Content starts
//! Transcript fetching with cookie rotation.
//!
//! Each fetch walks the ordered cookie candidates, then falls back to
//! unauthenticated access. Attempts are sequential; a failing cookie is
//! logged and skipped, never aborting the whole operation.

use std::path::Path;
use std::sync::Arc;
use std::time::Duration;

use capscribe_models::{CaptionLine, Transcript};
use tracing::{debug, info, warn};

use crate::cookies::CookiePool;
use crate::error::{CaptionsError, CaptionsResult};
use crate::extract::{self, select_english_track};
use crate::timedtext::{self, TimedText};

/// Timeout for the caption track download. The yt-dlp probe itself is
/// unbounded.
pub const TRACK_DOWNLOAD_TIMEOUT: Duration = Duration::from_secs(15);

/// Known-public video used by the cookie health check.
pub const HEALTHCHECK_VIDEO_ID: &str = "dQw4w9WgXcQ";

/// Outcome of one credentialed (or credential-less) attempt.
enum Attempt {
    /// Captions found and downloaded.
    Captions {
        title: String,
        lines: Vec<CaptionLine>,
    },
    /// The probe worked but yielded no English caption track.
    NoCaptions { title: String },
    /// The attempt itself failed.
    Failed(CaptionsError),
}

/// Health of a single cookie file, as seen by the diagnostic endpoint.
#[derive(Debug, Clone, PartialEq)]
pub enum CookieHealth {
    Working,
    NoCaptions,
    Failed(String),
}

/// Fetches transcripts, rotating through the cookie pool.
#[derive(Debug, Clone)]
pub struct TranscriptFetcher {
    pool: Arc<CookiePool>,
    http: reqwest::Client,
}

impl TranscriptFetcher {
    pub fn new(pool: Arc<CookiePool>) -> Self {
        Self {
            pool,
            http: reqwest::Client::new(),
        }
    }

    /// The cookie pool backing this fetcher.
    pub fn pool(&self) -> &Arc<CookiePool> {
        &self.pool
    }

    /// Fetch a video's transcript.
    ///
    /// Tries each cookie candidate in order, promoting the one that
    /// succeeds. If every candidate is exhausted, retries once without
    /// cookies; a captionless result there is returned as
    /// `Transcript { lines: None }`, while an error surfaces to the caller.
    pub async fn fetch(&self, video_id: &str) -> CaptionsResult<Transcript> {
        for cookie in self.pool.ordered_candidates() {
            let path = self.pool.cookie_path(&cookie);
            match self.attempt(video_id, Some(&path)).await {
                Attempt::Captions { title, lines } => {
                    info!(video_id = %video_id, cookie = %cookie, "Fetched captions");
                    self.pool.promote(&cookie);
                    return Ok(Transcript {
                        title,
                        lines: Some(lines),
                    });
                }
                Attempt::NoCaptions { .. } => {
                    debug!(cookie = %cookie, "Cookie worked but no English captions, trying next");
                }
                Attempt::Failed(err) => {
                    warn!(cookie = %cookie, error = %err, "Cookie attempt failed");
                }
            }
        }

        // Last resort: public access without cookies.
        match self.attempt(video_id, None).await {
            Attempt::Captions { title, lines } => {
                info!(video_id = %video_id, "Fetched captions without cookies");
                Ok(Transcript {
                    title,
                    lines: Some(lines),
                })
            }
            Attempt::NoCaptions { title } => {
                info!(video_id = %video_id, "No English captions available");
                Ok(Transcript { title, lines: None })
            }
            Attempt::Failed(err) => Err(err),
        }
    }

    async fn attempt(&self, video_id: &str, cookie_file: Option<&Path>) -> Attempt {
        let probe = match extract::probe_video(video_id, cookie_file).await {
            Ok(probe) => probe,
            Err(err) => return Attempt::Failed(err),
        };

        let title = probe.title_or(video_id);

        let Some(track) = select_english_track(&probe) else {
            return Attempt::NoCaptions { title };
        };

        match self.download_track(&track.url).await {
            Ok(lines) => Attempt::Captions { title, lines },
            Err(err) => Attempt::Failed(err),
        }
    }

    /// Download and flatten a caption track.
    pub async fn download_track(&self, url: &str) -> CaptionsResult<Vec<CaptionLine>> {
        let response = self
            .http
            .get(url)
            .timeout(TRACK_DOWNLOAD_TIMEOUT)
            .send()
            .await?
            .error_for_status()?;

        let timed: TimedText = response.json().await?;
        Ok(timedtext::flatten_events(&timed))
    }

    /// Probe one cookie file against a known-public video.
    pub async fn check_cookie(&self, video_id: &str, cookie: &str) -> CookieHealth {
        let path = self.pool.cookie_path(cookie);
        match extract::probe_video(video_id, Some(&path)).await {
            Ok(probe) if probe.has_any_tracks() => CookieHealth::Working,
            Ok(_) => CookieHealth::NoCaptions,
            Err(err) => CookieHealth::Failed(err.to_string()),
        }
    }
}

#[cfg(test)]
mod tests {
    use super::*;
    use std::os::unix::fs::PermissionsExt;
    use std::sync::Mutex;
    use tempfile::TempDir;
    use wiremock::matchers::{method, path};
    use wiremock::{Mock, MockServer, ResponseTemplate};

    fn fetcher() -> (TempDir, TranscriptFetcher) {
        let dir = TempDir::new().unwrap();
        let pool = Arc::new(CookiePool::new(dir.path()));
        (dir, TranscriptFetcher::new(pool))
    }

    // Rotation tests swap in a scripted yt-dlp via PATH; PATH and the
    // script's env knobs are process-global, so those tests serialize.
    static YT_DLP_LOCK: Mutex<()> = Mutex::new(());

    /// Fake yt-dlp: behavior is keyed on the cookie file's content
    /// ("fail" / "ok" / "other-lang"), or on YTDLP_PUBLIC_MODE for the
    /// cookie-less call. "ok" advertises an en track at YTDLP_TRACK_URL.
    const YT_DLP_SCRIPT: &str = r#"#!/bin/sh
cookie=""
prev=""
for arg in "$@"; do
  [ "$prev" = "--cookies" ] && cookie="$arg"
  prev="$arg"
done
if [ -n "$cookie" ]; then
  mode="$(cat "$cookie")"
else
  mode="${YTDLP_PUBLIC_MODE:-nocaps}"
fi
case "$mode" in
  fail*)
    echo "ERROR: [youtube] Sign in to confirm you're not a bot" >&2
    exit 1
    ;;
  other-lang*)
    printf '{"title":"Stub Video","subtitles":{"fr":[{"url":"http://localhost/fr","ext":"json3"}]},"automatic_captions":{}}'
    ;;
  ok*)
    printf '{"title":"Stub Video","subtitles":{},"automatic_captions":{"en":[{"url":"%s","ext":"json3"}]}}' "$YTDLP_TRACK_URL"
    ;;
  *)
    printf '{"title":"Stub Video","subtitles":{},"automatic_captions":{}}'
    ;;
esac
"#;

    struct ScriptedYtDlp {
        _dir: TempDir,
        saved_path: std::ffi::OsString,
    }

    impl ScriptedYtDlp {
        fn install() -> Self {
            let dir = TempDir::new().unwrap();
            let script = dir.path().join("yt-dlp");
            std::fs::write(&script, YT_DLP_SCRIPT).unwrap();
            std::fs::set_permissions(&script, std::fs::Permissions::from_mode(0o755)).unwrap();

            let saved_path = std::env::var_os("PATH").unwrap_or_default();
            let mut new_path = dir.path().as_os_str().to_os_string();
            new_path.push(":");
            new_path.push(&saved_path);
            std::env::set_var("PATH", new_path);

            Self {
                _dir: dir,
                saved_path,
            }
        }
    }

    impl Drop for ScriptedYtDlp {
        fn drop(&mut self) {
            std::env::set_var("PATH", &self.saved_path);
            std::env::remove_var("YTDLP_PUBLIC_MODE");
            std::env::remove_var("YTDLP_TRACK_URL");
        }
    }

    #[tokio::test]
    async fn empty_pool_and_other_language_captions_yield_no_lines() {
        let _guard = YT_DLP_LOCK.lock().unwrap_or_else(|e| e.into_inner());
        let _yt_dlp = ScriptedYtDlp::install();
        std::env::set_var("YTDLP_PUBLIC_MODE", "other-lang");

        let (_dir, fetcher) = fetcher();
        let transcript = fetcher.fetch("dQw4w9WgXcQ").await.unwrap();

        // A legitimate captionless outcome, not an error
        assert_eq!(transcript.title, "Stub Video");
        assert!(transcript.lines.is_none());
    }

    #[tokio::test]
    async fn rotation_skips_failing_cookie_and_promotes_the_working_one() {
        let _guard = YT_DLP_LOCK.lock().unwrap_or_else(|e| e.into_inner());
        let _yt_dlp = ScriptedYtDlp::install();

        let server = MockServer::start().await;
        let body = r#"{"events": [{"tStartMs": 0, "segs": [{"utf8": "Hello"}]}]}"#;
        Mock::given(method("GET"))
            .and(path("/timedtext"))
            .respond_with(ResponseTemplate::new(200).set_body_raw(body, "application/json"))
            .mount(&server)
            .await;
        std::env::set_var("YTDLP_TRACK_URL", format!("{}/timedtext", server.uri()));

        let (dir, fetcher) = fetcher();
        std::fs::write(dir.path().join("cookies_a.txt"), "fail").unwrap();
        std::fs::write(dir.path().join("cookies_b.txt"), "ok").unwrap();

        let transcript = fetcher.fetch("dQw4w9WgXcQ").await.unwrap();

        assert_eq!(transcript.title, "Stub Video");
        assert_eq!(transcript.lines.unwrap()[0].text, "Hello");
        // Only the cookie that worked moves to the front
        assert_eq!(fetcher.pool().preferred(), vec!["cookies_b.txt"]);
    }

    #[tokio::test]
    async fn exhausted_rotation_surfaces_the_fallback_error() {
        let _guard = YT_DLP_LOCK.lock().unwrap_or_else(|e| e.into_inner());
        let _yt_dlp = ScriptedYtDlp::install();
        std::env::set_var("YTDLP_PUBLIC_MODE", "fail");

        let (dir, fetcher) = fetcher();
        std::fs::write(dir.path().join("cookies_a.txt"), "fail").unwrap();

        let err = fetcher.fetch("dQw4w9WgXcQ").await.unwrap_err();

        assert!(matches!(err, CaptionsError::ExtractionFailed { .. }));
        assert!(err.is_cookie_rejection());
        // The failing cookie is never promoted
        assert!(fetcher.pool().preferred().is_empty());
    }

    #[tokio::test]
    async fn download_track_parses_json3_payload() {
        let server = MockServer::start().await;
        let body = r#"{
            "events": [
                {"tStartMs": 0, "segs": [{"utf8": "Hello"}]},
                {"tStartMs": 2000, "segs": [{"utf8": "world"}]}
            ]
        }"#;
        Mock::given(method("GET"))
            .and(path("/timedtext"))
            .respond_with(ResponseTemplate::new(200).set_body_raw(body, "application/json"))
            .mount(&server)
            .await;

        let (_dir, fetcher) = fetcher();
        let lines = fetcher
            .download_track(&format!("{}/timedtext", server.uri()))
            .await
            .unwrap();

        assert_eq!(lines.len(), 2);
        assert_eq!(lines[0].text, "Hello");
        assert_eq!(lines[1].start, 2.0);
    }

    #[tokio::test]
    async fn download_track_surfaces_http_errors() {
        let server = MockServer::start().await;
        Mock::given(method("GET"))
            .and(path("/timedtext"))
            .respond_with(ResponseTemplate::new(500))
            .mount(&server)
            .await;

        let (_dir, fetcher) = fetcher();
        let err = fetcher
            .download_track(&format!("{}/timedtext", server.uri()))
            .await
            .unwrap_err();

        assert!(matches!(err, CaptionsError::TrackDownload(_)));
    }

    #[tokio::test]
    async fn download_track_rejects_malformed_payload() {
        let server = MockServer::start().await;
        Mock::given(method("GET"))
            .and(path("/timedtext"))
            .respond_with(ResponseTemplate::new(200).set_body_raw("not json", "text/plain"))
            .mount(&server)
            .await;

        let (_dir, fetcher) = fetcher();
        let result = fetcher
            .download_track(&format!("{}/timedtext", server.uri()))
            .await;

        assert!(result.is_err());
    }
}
Content ends
Your answer should be one number: how many lines in the preceding listing hold "CaptionsResult".

3